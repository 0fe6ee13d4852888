//! Logout endpoint handlers: parameter validation and redirect selection.

use async_trait::async_trait;
use serde_json::Value;

use aegir_core::{param_names, ErrorCode, ProtocolError};
use aegir_pipeline::{Handler, PipelineError, Transaction};

/// Maximum accepted `id_token_hint` length.
const MAX_ID_TOKEN_HINT_LEN: usize = 8192;

/// Maximum accepted `state` length.
const MAX_STATE_LEN: usize = 512;

/// Maximum accepted `post_logout_redirect_uri` length.
const MAX_REDIRECT_URI_LEN: usize = 2048;

/// Rejects logout requests with oversized parameters.
///
/// Extract phase. Input length validation prevents abuse of the cache and
/// of downstream token validation.
pub struct ValidateLogoutParameters;

impl ValidateLogoutParameters {
    /// Registry identity of this handler.
    pub const NAME: &'static str = "validate_logout_parameters";
}

#[async_trait]
impl Handler for ValidateLogoutParameters {
    async fn handle(&self, txn: &mut Transaction) -> Result<(), PipelineError> {
        let limits = [
            (param_names::ID_TOKEN_HINT, MAX_ID_TOKEN_HINT_LEN),
            (param_names::STATE, MAX_STATE_LEN),
            (param_names::POST_LOGOUT_REDIRECT_URI, MAX_REDIRECT_URI_LEN),
        ];
        for (name, limit) in limits {
            if let Some(value) = txn.request.get_str(name) {
                if value.len() > limit {
                    txn.reject(ProtocolError::new(
                        ErrorCode::InvalidRequest,
                        format!("{name} too large"),
                    ));
                    return Ok(());
                }
            }
        }
        Ok(())
    }
}

/// Selects the post-logout redirect destination.
///
/// Handle phase. When a `post_logout_redirect_uri` is present it becomes
/// the redirect target and the RP's `state` is echoed as a response
/// parameter; the request is then handled. Without one, processing
/// continues to [`CompleteLogout`].
pub struct AttachPostLogoutRedirect;

impl AttachPostLogoutRedirect {
    /// Registry identity of this handler.
    pub const NAME: &'static str = "attach_post_logout_redirect";
}

#[async_trait]
impl Handler for AttachPostLogoutRedirect {
    async fn handle(&self, txn: &mut Transaction) -> Result<(), PipelineError> {
        let Some(redirect_uri) = txn
            .request
            .get_str(param_names::POST_LOGOUT_REDIRECT_URI)
            .map(str::to_owned)
        else {
            return Ok(());
        };

        txn.response.redirect_target = Some(redirect_uri);
        if let Some(state) = txn.request.get_str(param_names::STATE).map(str::to_owned) {
            txn.response
                .params
                .insert(param_names::STATE, Value::String(state));
        }

        tracing::debug!(trace_id = %txn.trace_id, "post-logout redirect attached");
        txn.handle_request();
        Ok(())
    }
}

/// Terminal logout handler when no redirect destination applies.
///
/// Handle phase, ordered last: shapes a plain confirmation body.
pub struct CompleteLogout;

impl CompleteLogout {
    /// Registry identity of this handler.
    pub const NAME: &'static str = "complete_logout";
}

#[async_trait]
impl Handler for CompleteLogout {
    async fn handle(&self, txn: &mut Transaction) -> Result<(), PipelineError> {
        txn.response.params.insert(
            "message",
            Value::String("Logged out successfully".to_string()),
        );
        txn.handle_request();
        Ok(())
    }
}

#[cfg(test)]
mod tests {
    use super::*;
    use aegir_core::ParameterMap;
    use aegir_pipeline::Outcome;
    use serde_json::json;

    fn txn_with(params: ParameterMap) -> Transaction {
        Transaction::new("https://id.example.com", "https://id.example.com/logout")
            .with_request(params)
    }

    #[tokio::test]
    async fn test_oversized_state_is_rejected() {
        let params: ParameterMap = [(param_names::STATE, json!("s".repeat(513)))]
            .into_iter()
            .collect();
        let mut txn = txn_with(params);
        ValidateLogoutParameters.handle(&mut txn).await.unwrap();

        match txn.outcome() {
            Outcome::Rejected(err) => assert_eq!(err.error, ErrorCode::InvalidRequest),
            other => panic!("expected rejection, got {other:?}"),
        }
    }

    #[tokio::test]
    async fn test_within_limits_continues() {
        let params: ParameterMap = [
            (param_names::STATE, json!("abc123")),
            (param_names::POST_LOGOUT_REDIRECT_URI, json!("https://app/cb")),
        ]
        .into_iter()
        .collect();
        let mut txn = txn_with(params);
        ValidateLogoutParameters.handle(&mut txn).await.unwrap();

        assert_eq!(*txn.outcome(), Outcome::Continue);
    }

    #[tokio::test]
    async fn test_redirect_attached_with_state_echo() {
        let params: ParameterMap = [
            (param_names::POST_LOGOUT_REDIRECT_URI, json!("https://app/cb")),
            (param_names::STATE, json!("xyz")),
        ]
        .into_iter()
        .collect();
        let mut txn = txn_with(params);
        AttachPostLogoutRedirect.handle(&mut txn).await.unwrap();

        assert_eq!(txn.response.redirect_target.as_deref(), Some("https://app/cb"));
        assert_eq!(txn.response.params.get_str(param_names::STATE), Some("xyz"));
        assert_eq!(*txn.outcome(), Outcome::HandleRequest);
    }

    #[tokio::test]
    async fn test_no_redirect_uri_continues() {
        let mut txn = txn_with(ParameterMap::new());
        AttachPostLogoutRedirect.handle(&mut txn).await.unwrap();

        assert!(txn.response.redirect_target.is_none());
        assert_eq!(*txn.outcome(), Outcome::Continue);
    }

    #[tokio::test]
    async fn test_complete_logout_shapes_confirmation() {
        let mut txn = txn_with(ParameterMap::new());
        CompleteLogout.handle(&mut txn).await.unwrap();

        assert_eq!(
            txn.response.params.get_str("message"),
            Some("Logged out successfully")
        );
        assert_eq!(*txn.outcome(), Outcome::HandleRequest);
    }
}
//! Stage tags identifying which handler chain processes a transaction.
//!
//! Handlers are registered against an explicit `(endpoint, phase)` tag
//! rather than a context type resolved by reflection; unknown tags are a
//! registration-time error, not a request-time surprise.

use serde::{Deserialize, Serialize};

/// Protocol endpoint being processed.
#[derive(Debug, Clone, Copy, PartialEq, Eq, Hash, Serialize, Deserialize)]
#[serde(rename_all = "snake_case")]
pub enum Endpoint {
    /// OAuth2 authorization endpoint.
    Authorization,
    /// OAuth2 token endpoint.
    Token,
    /// OIDC RP-Initiated Logout (end-session) endpoint.
    Logout,
    /// RFC 7662 token introspection endpoint.
    Introspection,
}

/// Phase of processing within one endpoint.
#[derive(Debug, Clone, Copy, PartialEq, Eq, Hash, Serialize, Deserialize)]
#[serde(rename_all = "snake_case")]
pub enum Phase {
    /// Read and normalize the inbound request.
    Extract,
    /// Apply protocol logic to the validated request.
    Handle,
    /// Shape and emit the outbound response.
    Apply,
}

/// A stage tag: one endpoint's phase, keying one ordered handler chain.
#[derive(Debug, Clone, Copy, PartialEq, Eq, Hash, Serialize, Deserialize)]
pub struct Stage {
    /// The endpoint this stage belongs to.
    pub endpoint: Endpoint,
    /// The processing phase.
    pub phase: Phase,
}

impl Stage {
    /// Create a stage tag.
    #[must_use]
    pub fn new(endpoint: Endpoint, phase: Phase) -> Self {
        Self { endpoint, phase }
    }
}

impl std::fmt::Display for Stage {
    fn fmt(&self, f: &mut std::fmt::Formatter<'_>) -> std::fmt::Result {
        write!(f, "{:?}/{:?}", self.endpoint, self.phase)
    }
}
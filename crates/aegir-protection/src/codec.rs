//! Signed self-contained token codec.
//!
//! Tokens are compact JWTs signed with HMAC-SHA256. Every token carries a
//! private purpose claim (`aegir_prp`) restricting it to one specific use:
//! verification with a mismatched purpose fails even when the signature is
//! valid, preventing cross-use token replay.

use chrono::{Duration, Utc};
use jsonwebtoken::{decode, encode, Algorithm, DecodingKey, EncodingKey, Header, Validation};
use serde::{Deserialize, Serialize};
use serde_json::{Map, Value};

use crate::error::ProtectionError;

/// Name of the private purpose claim.
pub const PURPOSE_CLAIM: &str = "aegir_prp";

/// Claims carried by a self-contained aegir token.
#[derive(Debug, Clone, Serialize, Deserialize)]
pub struct TokenClaims {
    /// Issuer (the service's own base URI).
    pub iss: String,

    /// Audience (the service's own base URI for internal tokens).
    pub aud: String,

    /// Expiration time (Unix timestamp).
    pub exp: i64,

    /// Issued at time (Unix timestamp).
    pub iat: i64,

    /// Private purpose marker restricting the token to one use.
    #[serde(rename = "aegir_prp")]
    pub purpose: String,

    /// Payload claims (request parameters, principal claims, ...).
    #[serde(flatten)]
    pub payload: Map<String, Value>,
}

impl TokenClaims {
    /// Create claims issued now with the given lifetime.
    #[must_use]
    pub fn new(
        issuer: impl Into<String>,
        audience: impl Into<String>,
        purpose: impl Into<String>,
        lifetime: Duration,
    ) -> Self {
        let now = Utc::now();
        Self {
            iss: issuer.into(),
            aud: audience.into(),
            exp: (now + lifetime).timestamp(),
            iat: now.timestamp(),
            purpose: purpose.into(),
            payload: Map::new(),
        }
    }

    /// Attach a payload claim.
    #[must_use]
    pub fn claim(mut self, name: impl Into<String>, value: Value) -> Self {
        self.payload.insert(name.into(), value);
        self
    }
}

/// Issues and verifies signed self-contained tokens.
pub struct TokenCodec {
    encoding: EncodingKey,
    decoding: DecodingKey,
}

impl TokenCodec {
    /// Create a codec over a shared signing secret.
    ///
    /// # Errors
    ///
    /// Returns [`ProtectionError::InvalidKey`] for an empty secret; this is
    /// a configuration fault caught at construction time.
    pub fn new(secret: &[u8]) -> Result<Self, ProtectionError> {
        if secret.is_empty() {
            return Err(ProtectionError::InvalidKey(
                "signing secret must not be empty".into(),
            ));
        }
        Ok(Self {
            encoding: EncodingKey::from_secret(secret),
            decoding: DecodingKey::from_secret(secret),
        })
    }

    /// Sign claims into a compact token string.
    ///
    /// # Errors
    ///
    /// Returns [`ProtectionError::Crypto`] when encoding fails.
    pub fn issue(&self, claims: &TokenClaims) -> Result<String, ProtectionError> {
        encode(&Header::new(Algorithm::HS256), claims, &self.encoding)
            .map_err(|e| ProtectionError::Crypto(format!("token encoding failed: {e}")))
    }

    /// Verify a token's signature, issuer, audience, expiry, and purpose.
    ///
    /// The purpose claim must be one of `allowed_purposes`; a valid
    /// signature with the wrong purpose is still an invalid token.
    ///
    /// # Errors
    ///
    /// Returns [`ProtectionError::InvalidToken`] for any expected per-token
    /// failure: malformed input, bad signature, expiry, issuer/audience
    /// mismatch, or purpose mismatch.
    pub fn verify(
        &self,
        token: &str,
        issuer: &str,
        audience: &str,
        allowed_purposes: &[&str],
    ) -> Result<TokenClaims, ProtectionError> {
        let mut validation = Validation::new(Algorithm::HS256);
        validation.set_issuer(&[issuer]);
        validation.set_audience(&[audience]);

        let data = decode::<TokenClaims>(token, &self.decoding, &validation)
            .map_err(|e| ProtectionError::InvalidToken(format!("verification failed: {e}")))?;

        let claims = data.claims;
        if !allowed_purposes.contains(&claims.purpose.as_str()) {
            tracing::debug!(
                purpose = %claims.purpose,
                "token purpose not in allowed set"
            );
            return Err(ProtectionError::InvalidToken(format!(
                "unexpected token purpose '{}'",
                claims.purpose
            )));
        }
        Ok(claims)
    }
}

impl std::fmt::Debug for TokenCodec {
    fn fmt(&self, f: &mut std::fmt::Formatter<'_>) -> std::fmt::Result {
        f.debug_struct("TokenCodec").finish_non_exhaustive()
    }
}

#[cfg(test)]
mod tests {
    use super::*;
    use serde_json::json;

    const ISSUER: &str = "https://id.example.com";

    fn codec() -> TokenCodec {
        TokenCodec::new(b"test-signing-secret-at-least-32-bytes").unwrap()
    }

    #[test]
    fn test_empty_secret_fails_fast() {
        assert!(matches!(
            TokenCodec::new(b""),
            Err(ProtectionError::InvalidKey(_))
        ));
    }

    #[test]
    fn test_issue_and_verify_round_trip() {
        let codec = codec();
        let claims = TokenClaims::new(ISSUER, ISSUER, "logout_request", Duration::minutes(15))
            .claim("client_id", json!("app"));

        let token = codec.issue(&claims).unwrap();
        let verified = codec
            .verify(&token, ISSUER, ISSUER, &["logout_request"])
            .unwrap();

        assert_eq!(verified.purpose, "logout_request");
        assert_eq!(verified.payload.get("client_id"), Some(&json!("app")));
    }

    #[test]
    fn test_wrong_purpose_is_invalid() {
        let codec = codec();
        let claims = TokenClaims::new(ISSUER, ISSUER, "logout_request", Duration::minutes(15));
        let token = codec.issue(&claims).unwrap();

        let result = codec.verify(&token, ISSUER, ISSUER, &["access_token"]);
        assert!(matches!(result, Err(ProtectionError::InvalidToken(_))));
    }

    #[test]
    fn test_wrong_issuer_is_invalid() {
        let codec = codec();
        let claims = TokenClaims::new(ISSUER, ISSUER, "logout_request", Duration::minutes(15));
        let token = codec.issue(&claims).unwrap();

        let result = codec.verify(&token, "https://other.example.com", ISSUER, &["logout_request"]);
        assert!(matches!(result, Err(ProtectionError::InvalidToken(_))));
    }

    #[test]
    fn test_expired_token_is_invalid() {
        let codec = codec();
        // Issued long enough in the past to defeat the default leeway.
        let claims = TokenClaims::new(ISSUER, ISSUER, "logout_request", Duration::minutes(-10));
        let token = codec.issue(&claims).unwrap();

        let result = codec.verify(&token, ISSUER, ISSUER, &["logout_request"]);
        assert!(matches!(result, Err(ProtectionError::InvalidToken(_))));
    }

    #[test]
    fn test_tampered_token_is_invalid() {
        let codec = codec();
        let claims = TokenClaims::new(ISSUER, ISSUER, "logout_request", Duration::minutes(15));
        let mut token = codec.issue(&claims).unwrap();
        token.push('x');

        let result = codec.verify(&token, ISSUER, ISSUER, &["logout_request"]);
        assert!(matches!(result, Err(ProtectionError::InvalidToken(_))));
    }

    #[test]
    fn test_garbage_input_is_invalid() {
        let codec = codec();
        let result = codec.verify("not-a-token", ISSUER, ISSUER, &["logout_request"]);
        assert!(matches!(result, Err(ProtectionError::InvalidToken(_))));
    }
}
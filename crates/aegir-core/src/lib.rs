//! aegir Core Library
//!
//! Shared types for the aegir protocol engine.
//!
//! # Modules
//!
//! - [`error`] - Protocol error codes and rejection payloads (`ProtocolError`)
//! - [`params`] - Insertion-ordered, JSON-shaped parameter map (`ParameterMap`)
//! - [`cache`] - Distributed cache capability (`DistributedCache`) and an
//!   in-memory TTL implementation for tests and single-node deployments
//!
//! # Example
//!
//! ```
//! use aegir_core::{ErrorCode, ParameterMap, ProtocolError};
//!
//! let mut params = ParameterMap::new();
//! params.insert("client_id", "my-client".into());
//!
//! let rejection = ProtocolError::new(ErrorCode::InvalidRequest, "missing redirect URI");
//! assert_eq!(rejection.error.to_string(), "invalid_request");
//! ```

pub mod cache;
pub mod error;
pub mod params;

pub use cache::{CacheError, DistributedCache, InMemoryCache};
pub use error::{ErrorCode, ProtocolError};
pub use params::ParameterMap;

/// Well-known protocol parameter names.
pub mod param_names {
    /// Correlation identifier standing in for a cached request.
    pub const REQUEST_ID: &str = "request_id";
    /// Previously issued ID token passed as a logout hint.
    pub const ID_TOKEN_HINT: &str = "id_token_hint";
    /// URI the user agent is sent to after logout completes.
    pub const POST_LOGOUT_REDIRECT_URI: &str = "post_logout_redirect_uri";
    /// Opaque RP state echoed back on the post-logout callback.
    pub const STATE: &str = "state";
    /// OAuth2 client identifier.
    pub const CLIENT_ID: &str = "client_id";
    /// Token under introspection.
    pub const TOKEN: &str = "token";
    /// Caller hint about the introspected token's kind.
    pub const TOKEN_TYPE_HINT: &str = "token_type_hint";
}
================
### BRIEF:
Of the lines above, extract only those from the line with "compact token string." to the line with "encode(&Header::new(Algorithm::HS256), claims, &self.encoding)", both included, exactly as written.

### PROBLEM SOLUTION:
    /// Sign claims into a compact token string.
    ///
    /// # Errors
    ///
    /// Returns [`ProtectionError::Crypto`] when encoding fails.
    pub fn issue(&self, claims: &TokenClaims) -> Result<String, ProtectionError> {
        encode(&Header::new(Algorithm::HS256), claims, &self.encoding)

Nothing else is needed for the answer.